In the context of Evolutionary Computation (EC)
Given some problem and a mechanism for measuring solution quality
The problem is the environment
Generate a fixed size population of solutions to the problem
The fixed sized population is the limited resource
Apply the quality measure to the solutions
More fit solutions reproduce to fill the next generation’s population
More fit individuals compete better
There are two big forces at play
Variation
Genetic operators like mutation and crossover
Increases population diversity
Pushes the population towards novelty
Selection
Surviving within the population
Decreases population diversity
Pushes the population towards quality
6.1. Types of Evolutionary Computation
Given how flexible the framework of EC is, there is a large and growing list of types
Their differences often come down to specific details, their encodings, and types of problems they are designed for
But they are all population-based iterative processes with selection and variation mechanisms
Common popular EC algorithms are
Genetic Algorithms
Typically have a string or array/list encoding
Evolutionary Strategies
Works well with real numbers
Differential Evolution
Works well with real numbers
Does not use a gradient/problem does not need to be differentiable
Particle Swarm Optimization
Works well with real numbers
Evolutionary Programming
Evolves finite state machines
Genetic Programming
Evolves programs
Typically encoded as a tree structure
6.2. Components
Evolutionary computation algorithms are remarkably modular so they can have as many components as desired
The core components are discussed below at a high-level
6.2.1. Representation
The representation is how the problem is encoded
The genotype is the encoding
The phenotype is what the encoding means in the context of the problem
Candidate solution, phenotype, and individual are words used to describe a possible solution to a problem
Genotype and chromosome are words used to describe an encoding of a possible solution to a problem
However, chromosomes are themselves candidate solutions
“Candidate solution” is often used as a catch-all term
Locus, position, gene, and allele are words used to describe a part of the chromosome
Although, this jargon is not commonly used in practice
It is often ideal to ensure all possible valid solutions can be represented in the genotype space
Constraining the search space by eliminating inadmissible solutions can greatly improve performance
What the encoding for a given problem should be is not always obvious
A clever encoding can drastically improve the results of the algorithm
These ideas are discussed further in a future topic
6.2.2. Fitness and Fitness Function
The fitness is the measure of how good a given candidate solution is
The fitness function is a mechanism for measuring a given candidate solution’s goodness
This is what the population is trying to adapt to
What the fitness function should be is not always straightforward
Like representation, the choice of fitness function can drastically impact the performance of the algorithm
Consider the unsigned binary number problem discussed in a previous topic
Two different fitness functions were used
The actual integer value of the unsigned binary number
The number of ones in the unsigned binary number
Although both fitness functions worked on the same representation, the fitness function impacted the performance
It altered how the population traversed the genotype space
6.2.3. Population
A population is a collection of chromosomes
Each chromosome would have a fitness value associated with it
The population typically has a fixed size, which is the limited resource for the candidate solutions to compete for
Over time, the population’s average fitness should improve
Diversity is a measure of how different the candidate solutions are within the population
It is often helpful to think of the population evolving rather than individual candidate solutions
6.2.4. Selection
Selection is a mechanism for selecting candidate solutions for reproduction and/or entering to the next generation
Selection is stochastic, but probabilistic
More fit candidate solutions have a higher chance to be selected
There are many ways to perform selection, but two popular strategies are:
Roulette Wheel
Tournament
These strategies will be discussed further in a later topic
6.2.4.1. Generational vs.

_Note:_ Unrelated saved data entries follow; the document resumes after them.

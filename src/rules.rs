//! Collision checks run once per tick against the current head.
//!
//! Fatal collisions win over eating: a head that is both out of bounds (or on
//! its own body) and on the food cell loses the round.

use crate::grid::{Cell, Grid};
use crate::snake::Snake;

#[derive(Clone, Copy, Debug, PartialEq, Eq)]
pub enum LossCause {
    Wall,
    SelfCollision,
}

/// What the rules decided about the current head position.
#[derive(Clone, Copy, Debug, PartialEq, Eq)]
pub enum Verdict {
    Continue,
    Lost(LossCause),
}

#[derive(Clone, Copy, Debug, PartialEq, Eq)]
pub struct Evaluation {
    pub verdict: Verdict,
    /// Head is on the food: the caller scores a point and grows the snake.
    pub ate_food: bool,
}

pub fn evaluate(snake: &Snake, food: Cell, grid: &Grid) -> Evaluation {
    let head = snake.head();

    let verdict = if snake.tail_segments().any(|segment| segment == head) {
        Verdict::Lost(LossCause::SelfCollision)
    } else if !grid.contains(head) {
        Verdict::Lost(LossCause::Wall)
    } else {
        Verdict::Continue
    };

    Evaluation {
        verdict,
        ate_food: verdict == Verdict::Continue && head == food,
    }
}

/// Score at which the board counts as filled and the round is won.
pub fn win_threshold(grid: &Grid, initial_length: usize) -> u32 {
    let initial = u32::try_from(initial_length).unwrap_or(u32::MAX);
    grid.total_cells().saturating_sub(initial)
}
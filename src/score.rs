use serde_json::Value;
use tracing::{info, warn};

use crate::store::KeyValueStore;

pub const HIGHSCORE_KEY: &str = "highscore";

/// Owns the best score across rounds and keeps it in a [`KeyValueStore`].
///
/// Store failures never end a round: they are logged and the known highscore
/// stays as it was.
#[derive(Debug)]
pub struct HighscoreService<S> {
    store: S,
    highscore: Option<u32>,
}

impl<S: KeyValueStore> HighscoreService<S> {
    pub fn new(store: S) -> Self {
        HighscoreService {
            store,
            highscore: None,
        }
    }

    /// Reads the persisted highscore. Absent, unreadable or non-numeric values count as 0.
    pub fn load(&mut self) -> u32 {
        match self.store.get(HIGHSCORE_KEY) {
            Ok(Some(value)) => match parse_score(&value) {
                Some(score) => self.highscore = Some(score),
                None => warn!(%value, "ignoring stored highscore that is not a score"),
            },
            Ok(None) => {}
            Err(err) => warn!(error = %err, "failed to read highscore"),
        }
        self.current()
    }

    /// Persists `score` when it beats the known highscore. Returns whether it did.
    pub fn save(&mut self, score: u32) -> bool {
        if score <= self.current() {
            return false;
        }
        match self.store.set(HIGHSCORE_KEY, Value::from(score)) {
            Ok(()) => {
                info!(score, "new highscore");
                self.highscore = Some(score);
                true
            }
            Err(err) => {
                warn!(error = %err, score, "failed to save highscore");
                false
            }
        }
    }

    /// Highscore as last loaded or saved; `None` when never set.
    pub fn highscore(&self) -> Option<u32> {
        self.highscore
    }

    fn current(&self) -> u32 {
        self.highscore.unwrap_or(0)
    }

    pub fn store(&self) -> &S {
        &self.store
    }
}

fn parse_score(value: &Value) -> Option<u32> {
    value.as_u64().and_then(|score| u32::try_from(score).ok())
}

Steady State
There are two popular strategies for running the evolutionary computation algorithms
Generational
Steady State
Generational will have discrete generations where selection occurs to fill a whole new population for each generation
The previously discussed unsigned binary number maximization problem’s GA was generational
Steady state does not have discrete generations
Instead, these operate continuously on the same single population
They select candidate solutions for reproduction and selects candidates for replacement
The offspring will replace the candidate solutions selected for replacement
6.2.5. Variation Operators
Variation operators are used to create new, but different, individuals based on old ones
Depending on the representation, some variation operators may be more helpful than others
Although it depends on the specific type of evolutionary computation algorithm used, there are typically two types
Mutation
Crossover
6.2.5.1. Mutation
Acts on a single chromosome
Small changes
Stochastic changes
Stochastic chance to happen
Typically destructive
6.2.5.2. Crossover
Acts on two chromosomes
The idea is, if both parents are good, then perhaps their offspring will also be good, but different
Stochastic change
Stochastic chance to happen
6.2.6. Initialization and Termination
The initial population is often randomly generated
Sometimes the initial population can be seeded with already known high-quality solutions
However, this can have a negative impact as the search may get stuck in a local optimum due to lack of diversity
Termination can be done however the user wants
After a predetermined number of generations
After a desired fitness value is achieved
After some diversity threshold is met
If fitness has not improved for some time
6.3. Example
Consider the Travelling Salesman Problem (TSP)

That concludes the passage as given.